The proposed tax rate of $0.6030 is what city staff used to prepare the FY 2023-24 budget and is slated to generate $49.8 million in revenue.

There is also a “no new revenue” tax rate of $0.5305 per $100 valuation, which would generate the same amount of tax revenue as last year’s rate. If the council had gone with the no new revenue rate, there would be no need for public hearings.

Additionally, the voter-approved tax rate, which is the highest it can be before being sent to the ballot in an election, is $0.6887 per $100 valuation, which would generate just over $7 million more than the proposed rate.

Each cent of the tax rate is equal to almost $800,000 in revenue, according to agenda documents.

Ultimately, the council landed on the same tax rate as last year’s at $0.6030 per $100 valuation.

Diving in deeper

The overall tax rate is broken down into two parts: maintenance and operations; and interest and sinking fund.

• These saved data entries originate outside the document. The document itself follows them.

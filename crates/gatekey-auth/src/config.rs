//! Authentication configuration.

/// Configuration for the authentication service.
#[derive(Debug, Clone)]
pub struct AuthConfig {
    /// PEM-encoded Ed25519 private key for JWT signing.
    pub jwt_private_key_pem: String,
    /// PEM-encoded Ed25519 public key for JWT verification.
    pub jwt_public_key_pem: String,
    /// Access token lifetime in seconds (default: 900 = 15 minutes).
    pub access_token_lifetime_secs: u64,
    /// Refresh token lifetime in seconds (default: 604_800 = 7 days).
    pub refresh_token_lifetime_secs: u64,
    /// JWT issuer (`iss` claim).
    pub jwt_issuer: String,
    /// Optional pepper prepended to passwords before Argon2id hashing.
    pub pepper: Option<String>,
    /// Maximum active sessions per user; the oldest is evicted beyond
    /// this (default: 10).
    pub max_sessions_per_user: u32,
    /// Number of previous password hashes retained for reuse rejection
    /// (default: 5).
    pub password_history_limit: u32,
    /// Rotate the refresh token on every refresh (default: false — the
    /// presented token stays valid until logout or expiry).
    pub rotate_refresh_tokens: bool,
    /// Failed login attempts allowed per window before rate limiting
    /// (default: 10).
    pub rate_limit_max_attempts: u32,
    /// Rate limit window in seconds (default: 300 = 5 minutes).
    pub rate_limit_window_secs: u64,
}

impl Default for AuthConfig {
    fn default() -> Self {
        Self {
            jwt_private_key_pem: String::new(),
            jwt_public_key_pem: String::new(),
            access_token_lifetime_secs: 900,
            refresh_token_lifetime_secs: 604_800,
            jwt_issuer: "gatekey".into(),
            pepper: None,
            max_sessions_per_user: 10,
            password_history_limit: 5,
            rotate_refresh_tokens: false,
            rate_limit_max_attempts: 10,
            rate_limit_window_secs: 300,
        }
    }
}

The M&O portion is $0.4447 and goes toward core services, strategic goals, special programs and staff. The I&S portion is $0.1583 and goes toward capital projects.

The council has kept the tax rate the same for the past two years but has seen an increase in property tax revenue of almost 75% from 2017-2022.
Despite the tax rate remaining the same, increasing property taxes means more revenue for the city. The overall market value within Hays County increased by 24% from 2022 to 2023, an ongoing trend in the Central Texas region, according to data from the Hays County Appraisal District.

Data presented at the meeting showed that there has been a 50% increase in the appraised value for single-family homes in Hays County.
What’s next?

The council will have two public hearings Sept. 5 and 19; the council will adopt the tax rate at the Sept. 19 meeting.